[Stored entries]
• • • • • • •
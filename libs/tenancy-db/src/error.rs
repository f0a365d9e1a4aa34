use tenancy_security::TenantId;

/// Errors raised by the isolation store and the context manager.
///
/// Isolation failures always surface; only audit write failures are swallowed,
/// and those never reach this type (see [`crate::audit::AuditWriteFailure`]).
#[derive(thiserror::Error, Debug)]
pub enum TenancyError {
    /// No tenant is bound to the current unit of work.
    #[error("no tenant bound to the current unit of work")]
    MissingTenant,

    /// A write names a tenant other than the bound one.
    #[error("write to '{entity}' targets a tenant other than the bound one")]
    CrossTenantWrite { entity: String },

    /// A tenant-scoped query asked for a tenant other than the bound one.
    #[error("requested tenant {requested} does not match the bound tenant")]
    CrossTenantRead { requested: TenantId },

    /// Attempt to bind a different tenant inside an active binding.
    #[error("unit of work is already bound to another tenant")]
    Rebind,

    /// A pooled session still carried a tenant from a previous occupant.
    #[error("session acquired with a stale tenant binding")]
    StaleSession,

    /// The row does not exist under the bound tenant.
    #[error("{entity} not found")]
    NotFound { entity: String },

    /// The entity is append-only and written by the crate alone.
    #[error("'{entity}' cannot be written directly")]
    AppendOnly { entity: String },

    /// The entity or active model is not usable for an isolated operation.
    #[error("invalid entity: {0}")]
    InvalidEntity(&'static str),

    #[error("database error: {0}")]
    Db(#[from] sea_orm::DbErr),

    #[error("serialization error: {0}")]
    Serialization(#[from] serde_json::Error),
}

/// What a caller outside the trust boundary is allowed to learn.
#[derive(Debug, Clone, Copy, PartialEq, Eq)]
pub enum PublicOutcome {
    Forbidden,
    NotFound,
    Internal,
}

impl TenancyError {
    /// Map to the externally visible outcome.
    ///
    /// Isolation violations collapse into `Forbidden` and never carry the target row,
    /// so a caller cannot probe whether an id exists under another tenant.
    #[must_use]
    pub fn public_outcome(&self) -> PublicOutcome {
        match self {
            Self::MissingTenant
            | Self::CrossTenantWrite { .. }
            | Self::CrossTenantRead { .. }
            | Self::AppendOnly { .. }
            | Self::Rebind => PublicOutcome::Forbidden,
            Self::NotFound { .. } => PublicOutcome::NotFound,
            Self::StaleSession | Self::InvalidEntity(_) | Self::Db(_) | Self::Serialization(_) => {
                PublicOutcome::Internal
            }
        }
    }

    pub(crate) fn not_found(entity: impl Into<String>) -> Self {
        Self::NotFound {
            entity: entity.into(),
        }
    }
}

impl From<tenancy_security::IdError> for TenancyError {
    fn from(_: tenancy_security::IdError) -> Self {
        Self::MissingTenant
    }
}

#[cfg(test)]
#[cfg_attr(coverage_nightly, coverage(off))]
mod tests {
    use super::*;

    #[test]
    fn isolation_errors_are_forbidden() {
        assert_eq!(
            TenancyError::MissingTenant.public_outcome(),
            PublicOutcome::Forbidden
        );
        assert_eq!(
            TenancyError::CrossTenantWrite {
                entity: "clients".to_owned()
            }
            .public_outcome(),
            PublicOutcome::Forbidden
        );
        assert_eq!(TenancyError::Rebind.public_outcome(), PublicOutcome::Forbidden);
        assert_eq!(
            TenancyError::AppendOnly {
                entity: "audit_logs".to_owned()
            }
            .public_outcome(),
            PublicOutcome::Forbidden
        );
    }

    #[test]
    fn not_found_is_uniform() {
        let err = TenancyError::not_found("clients");
        assert_eq!(err.public_outcome(), PublicOutcome::NotFound);
        assert_eq!(err.to_string(), "clients not found");
    }

    #[test]
    fn nil_tenant_maps_to_missing() {
        let err: TenancyError = tenancy_security::TenantId::new(uuid::Uuid::nil())
            .unwrap_err()
            .into();
        assert!(matches!(err, TenancyError::MissingTenant));
    }
}
#![cfg_attr(coverage_nightly, feature(coverage_attribute))]
//! Identity types shared by every layer that binds or checks a tenant.

pub mod constants;
pub mod context;
pub mod ids;

pub use constants::SYSTEM_ACTOR_ID;
pub use context::{SecurityContext, SecurityContextBuilder};
pub use ids::{ActorId, IdError, TenantId};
• • • • • • •
> _What is expected_: Write out every line of the data that holds the word "clients".

> _Answer to the problem_:
                entity: "clients".to_owned()
        let err = TenancyError::not_found("clients");
        assert_eq!(err.to_string(), "clients not found");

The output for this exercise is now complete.